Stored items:
--------------------------------
//! The single named operation a "manipulate" request applies.
//!
//! [`Operation`] deserializes from tagged JSON such as
//! `{"operation": "resize", "width": 800, "height": 600}`; callers that hold
//! loose parameters (query strings, CLI flags) go through
//! [`Operation::from_request`] instead. Dimensions stay signed until
//! [`Operation::apply`] so non-positive sizes surface as
//! [`ImagingError::InvalidDimensions`] rather than a parse failure.

use super::backend::ImagingError;
use super::raster::RasterImage;
use serde::{Deserialize, Serialize};

/// Names accepted by [`Operation::from_request`], in documentation order.
pub const OPERATION_NAMES: &[&str] = &[
    "resize",
    "crop",
    "thumbnail",
    "rotate",
    "flip_horizontal",
    "flip_vertical",
    "grayscale",
    "brightness",
    "contrast",
    "sharpen",
    "color_overlay",
];

#[derive(Debug, Clone, PartialEq, Serialize, Deserialize)]
#[serde(tag = "operation", rename_all = "snake_case")]
pub enum Operation {
    Resize {
        width: i64,
        height: i64,
        #[serde(default = "default_maintain_aspect")]
        maintain_aspect: bool,
    },
    Crop {
        width: i64,
        height: i64,
        #[serde(default)]
        x: Option<i64>,
        #[serde(default)]
        y: Option<i64>,
    },
    Thumbnail {
        width: i64,
        height: i64,
    },
    Rotate {
        degrees: f64,
    },
    FlipHorizontal,
    FlipVertical,
    Grayscale,
    Brightness {
        level: i32,
    },
    Contrast {
        level: i32,
    },
    Sharpen,
    ColorOverlay {
        red: i32,
        green: i32,
        blue: i32,
        opacity: f64,
    },
}

fn default_maintain_aspect() -> bool {
    true
}

/// Loose numeric parameters for [`Operation::from_request`].
///
/// Which fields are required depends on the operation name.
#[derive(Debug, Clone, Default, PartialEq, Deserialize)]
#[serde(default)]
pub struct OperationParams {
    pub width: Option<i64>,
    pub height: Option<i64>,
    pub x: Option<i64>,
    pub y: Option<i64>,
    pub maintain_aspect: Option<bool>,
    pub degrees: Option<f64>,
    pub level: Option<i32>,
    pub red: Option<i32>,
    pub green: Option<i32>,
    pub blue: Option<i32>,
    pub opacity: Option<f64>,
}

fn required<T>(value: Option<T>, operation: &str, field: &str) -> Result<T, ImagingError> {
    value.ok_or_else(|| ImagingError::InvalidParameter(format!("{operation} requires {field}")))
}

impl Operation {
    /// Build an operation from its name and loose parameters.
    pub fn from_request(name: &str, params: &OperationParams) -> Result<Self, ImagingError> {
        let op = match name {
            "resize" => Self::Resize {
                width: required(params.width, name, "width")?,
                height: required(params.height, name, "height")?,
                maintain_aspect: params.maintain_aspect.unwrap_or(true),
            },
            "crop" => Self::Crop {
                width: required(params.width, name, "width")?,
                height: required(params.height, name, "height")?,
                x: params.x,
                y: params.y,
            },
            "thumbnail" => Self::Thumbnail {
                width: required(params.width, name, "width")?,
                height: required(params.height, name, "height")?,
            },
            "rotate" => Self::Rotate {
                degrees: required(params.degrees, name, "degrees")?,
            },
            "flip_horizontal" => Self::FlipHorizontal,
            "flip_vertical" => Self::FlipVertical,
            "grayscale" => Self::Grayscale,
            "brightness" => Self::Brightness {
                level: required(params.level, name, "level")?,
            },
            "contrast" => Self::Contrast {
                level: required(params.level, name, "level")?,
            },
            "sharpen" => Self::Sharpen,
            "color_overlay" => Self::ColorOverlay {
                red: required(params.red, name, "red")?,
                green: required(params.green, name, "green")?,
                blue: required(params.blue, name, "blue")?,
                opacity: required(params.opacity, name, "opacity")?,
            },
            other => {
                return Err(ImagingError::InvalidParameter(format!(
                    "unknown operation '{other}' (expected one of: {})",
                    OPERATION_NAMES.join(", ")
                )));
            }
        };
        Ok(op)
    }

    pub fn name(&self) -> &'static str {
        match self {
            Self::Resize { .. } => "resize",
            Self::Crop { .. } => "crop",
            Self::Thumbnail { .. } => "thumbnail",
            Self::Rotate { .. } => "rotate",
            Self::FlipHorizontal => "flip_horizontal",
            Self::FlipVertical => "flip_vertical",
            Self::Grayscale => "grayscale",
            Self::Brightness { .. } => "brightness",
            Self::Contrast { .. } => "contrast",
            Self::Sharpen => "sharpen",
            Self::ColorOverlay { .. } => "color_overlay",
        }
    }

    /// Apply this operation to `image`. On error the image is unchanged.
    pub fn apply(&self, image: &mut RasterImage) -> Result<(), ImagingError> {
        match *self {
            Self::Resize {
                width,
                height,
                maintain_aspect,
            } => {
                let (w, h) = positive_dimensions(width, height)?;
                image.resize(w, h, maintain_aspect)
            }
            Self::Crop {
                width,
                height,
                x,
                y,
            } => {
                let (w, h) = positive_dimensions(width, height)?;
                image.crop(w, h, x.map(origin), y.map(origin)).map(|_| ())
            }
            Self::Thumbnail { width, height } => {
                let (w, h) = positive_dimensions(width, height)?;
                image.thumbnail(w, h)
            }
            Self::Rotate { degrees } => image.rotate(degrees),
            Self::FlipHorizontal => {
                image.flip_horizontal();
                Ok(())
            }
            Self::FlipVertical => {
                image.flip_vertical();
                Ok(())
            }
            Self::Grayscale => {
                image.grayscale();
                Ok(())
            }
            Self::Brightness { level } => {
                image.brightness(level);
                Ok(())
            }
            Self::Contrast { level } => {
                image.contrast(level);
                Ok(())
            }
            Self::Sharpen => {
                image.sharpen();
                Ok(())
            }
            Self::ColorOverlay {
                red,
                green,
                blue,
                opacity,
            } => {
                image.color_overlay(red, green, blue, opacity);
                Ok(())
            }
        }
    }
}

fn positive_dimensions(width: i64, height: i64) -> Result<(u32, u32), ImagingError> {
    match (u32::try_from(width), u32::try_from(height)) {
        (Ok(w), Ok(h)) if w > 0 && h > 0 => Ok((w, h)),
        _ => Err(ImagingError::InvalidDimensions { width, height }),
    }
}

/// Negative origins are treated as the image edge.
fn origin(value: i64) -> u32 {
    u32::try_from(value.max(0)).unwrap_or(u32::MAX)
}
--------------------------------
**Task:** From the entries above, pull out each line that includes "super".

**Written response:**
use super::backend::ImagingError;
use super::raster::RasterImage;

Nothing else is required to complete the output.